This past weekend we did spent two nights on the upper Delaware River in northeastern Pennsylvania, staying at the 1870 Roebling Inn, above, a very fine bed and breakfast. The weather was not great, cloudy and with some rain, but we had fun anyway.
The inn has property right next to the river, and from there you can see the aqueduct bridge built in the 1840s by John A. Roebling, most famous for his design of the Brooklyn Bridge. This is the oldest Roebling bridge still standing, in Lackawaxen, PA.
The most interesting thing about the bridge is that it was built for canal boats, and was originally filled with water and part of a canal system following the Delaware and other rivers connecting the coal mines of Pennsylvania and navigable parts of the Delaware further south. It’s now open as a one-lane car bridge from PA to New York State. The original woven wire cables made by Roebling are still supporting the weight of the bridge. We enjoyed walking across and back and reading all the informational signs.
Back at the Roebling Inn, this pair of Bald Eagles were our neighbors the first day we were there, sitting on a dead tree not far from the Inn. This area supports many Bald Eagles in the winter, where they can catch fish in the river unless it freezes over.
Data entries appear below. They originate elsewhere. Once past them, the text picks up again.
//! The process boundary of a digest run.

use std::{future::Future, io, path::PathBuf, process::Stdio};

use tokio::{
  io::{AsyncBufReadExt as _, AsyncRead, BufReader},
  process::Command,
};
use tracing::{debug, info, warn};

use crate::error::RunError;

/// What a runner is asked to do for one trigger.
#[derive(Debug, Clone, Default)]
pub struct DigestRequest {
  /// Variables added to the routine's environment on top of the inherited
  /// one.
  pub env: Vec<(String, String)>,
}

/// Captured result of a routine that ran to completion.
#[derive(Debug, Clone, PartialEq, Eq)]
pub struct RunOutput {
  /// `-1` when the process was terminated by a signal.
  pub exit_code: i32,
  pub stdout:    String,
  pub stderr:    String,
}

impl RunOutput {
  pub fn success(&self) -> bool { self.exit_code == 0 }
}

/// Executes the digest routine once per call.
///
/// Implementations must not retry; the dispatcher relies on one call being
/// one delivery attempt.
pub trait DigestRunner: Send + Sync {
  fn run(
    &self,
    request: DigestRequest,
  ) -> impl Future<Output = Result<RunOutput, RunError>> + Send + '_;
}

// ─── ProcessRunner ───────────────────────────────────────────────────────────

/// Runs an external program, streaming its output into the log.
#[derive(Debug, Clone)]
pub struct ProcessRunner {
  program:     String,
  args:        Vec<String>,
  working_dir: Option<PathBuf>,
}

impl ProcessRunner {
  pub fn new(program: impl Into<String>, args: Vec<String>) -> Self {
    Self { program: program.into(), args, working_dir: None }
  }

  pub fn with_working_dir(mut self, dir: impl Into<PathBuf>) -> Self {
    self.working_dir = Some(dir.into());
    self
  }

  pub fn program(&self) -> &str { &self.program }
}

impl DigestRunner for ProcessRunner {
  async fn run(&self, request: DigestRequest) -> Result<RunOutput, RunError> {
    let mut cmd = Command::new(&self.program);
    cmd
      .args(&self.args)
      .envs(request.env)
      .stdin(Stdio::null())
      .stdout(Stdio::piped())
      .stderr(Stdio::piped())
      .kill_on_drop(true);
    if let Some(dir) = &self.working_dir {
      cmd.current_dir(dir);
    }

    let mut child = cmd.spawn().map_err(|source| RunError::Spawn {
      program: self.program.clone(),
      source,
    })?;
    debug!(program = %self.program, pid = child.id(), "digest routine started");

    let stdout = child
      .stdout
      .take()
      .ok_or_else(|| io::Error::other("child stdout was not captured"))?;
    let stderr = child
      .stderr
      .take()
      .ok_or_else(|| io::Error::other("child stderr was not captured"))?;

    let (stdout, stderr, status) = tokio::join!(
      drain(stdout, Stream::Stdout),
      drain(stderr, Stream::Stderr),
      child.wait(),
    );

    Ok(RunOutput {
      exit_code: status?.code().unwrap_or(-1),
      stdout:    stdout?,
      stderr:    stderr?,
    })
  }
}

#[derive(Clone, Copy)]
enum Stream {
  Stdout,
  Stderr,
}

/// Read `reader` to the end, logging each line as it arrives and returning
/// everything that was read.
async fn drain<R>(reader: R, stream: Stream) -> io::Result<String>
where
  R: AsyncRead + Unpin,
{
  let mut reader    = BufReader::new(reader);
  let mut collected = String::new();
  let mut buf       = Vec::new();

  loop {
    buf.clear();
    if reader.read_until(b'\n', &mut buf).await? == 0 {
      break;
    }
    let chunk = String::from_utf8_lossy(&buf);
    let line  = chunk.trim_end_matches(['\r', '\n']);
    match stream {
      Stream::Stdout => info!(target: "litcal_digest::routine", "{line}"),
      Stream::Stderr => warn!(target: "litcal_digest::routine", "{line}"),
    }
    collected.push_str(&chunk);
  }

  Ok(collected)
}

#[cfg(all(test, unix))]
mod tests {
  use super::*;

  fn sh(script: &str) -> ProcessRunner {
    ProcessRunner::new("sh", vec!["-c".into(), script.into()])
  }

  #[tokio::test]
  async fn captures_stdout_and_exit_code() {
    let out = sh("echo one; echo two").run(DigestRequest::default()).await.unwrap();
    assert!(out.success());
    assert_eq!(out.stdout, "one\ntwo\n");
    assert!(out.stderr.is_empty());
  }

  #[tokio::test]
  async fn captures_stderr_on_failure() {
    let out = sh("echo boom >&2; exit 1")
      .run(DigestRequest::default())
      .await
      .unwrap();
    assert_eq!(out.exit_code, 1);
    assert_eq!(out.stderr, "boom\n");
  }

  #[tokio::test]
  async fn passes_environment() {
    let request = DigestRequest {
      env: vec![("GROUP_CHAT_ID".into(), "-100500".into())],
    };
    let out = sh("printf %s \"$GROUP_CHAT_ID\"").run(request).await.unwrap();
    assert_eq!(out.stdout, "-100500");
  }

  #[tokio::test]
  async fn runs_in_working_dir() {
    let dir = std::env::temp_dir();
    let out = sh("pwd")
      .with_working_dir(&dir)
      .run(DigestRequest::default())
      .await
      .unwrap();
    let reported = std::path::PathBuf::from(out.stdout.trim());
    assert_eq!(
      reported.canonicalize().unwrap(),
      dir.canonicalize().unwrap()
    );
  }

  #[tokio::test]
  async fn missing_program_is_a_spawn_error() {
    let runner = ProcessRunner::new("litcal-definitely-not-installed", vec![]);
    let err = runner.run(DigestRequest::default()).await.unwrap_err();
    assert!(matches!(err, RunError::Spawn { .. }));
  }
}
Just down the street on the river is the Zane Grey Museum, which we enjoyed touring, also an information center for the Upper Delaware preserve. I read a few Zane Grey novels as a teenager, and enjoyed them, but was never a big western fan. It was interesting to learn that Grey, like many successful creators, was obsessed with his work, often writing around the clock in his study to finish one of his many novels. He was also quite a good artist. Illustrations he did for his first book (not a western) were on display. Grey was also a worldwide traveler-explorer, fisherman and travel writer, as well as the initial author of the newspaper strip “King of the Royal Mounted” based on one of his books. Comic book versions of the feature were on display. Grey only lived here a few years, but owned the house all his life and is buried here.
About a half hour drive north is the Museum at Bethel Woods, site of the 1969 Woodstock Music Festival, with lots of great exhibits and video clips about the festival, its creators, the musicians who played, and the 1960s in general.
Forty-seven years later, I finally made it to Woodstock! Where is everybody? In the summer of 1969 I had just graduated from high school and was preparing for my first year of art school. I had a summer job that was needed to provide money for school, and I didn’t know anyone who was going to Woodstock. When I saw the film a few years later, I felt like I’d missed out on a once-in-a-lifetime experience, but looking back at it now, I’m guessing I wouldn’t have had such a great time if I did get there between the crowds, lack of food and facilities, torrential rain, and other hazards, but I still kind of envy those who were present.
After our sightseeing we spent some time visiting Ellen’s family near Wilkes-Barre, PA, and stayed overnight with her sister Ann’s family in Newton, NJ, where I’m writing this. We’ll be home and back to work tomorrow after our fun and too-brief getaway.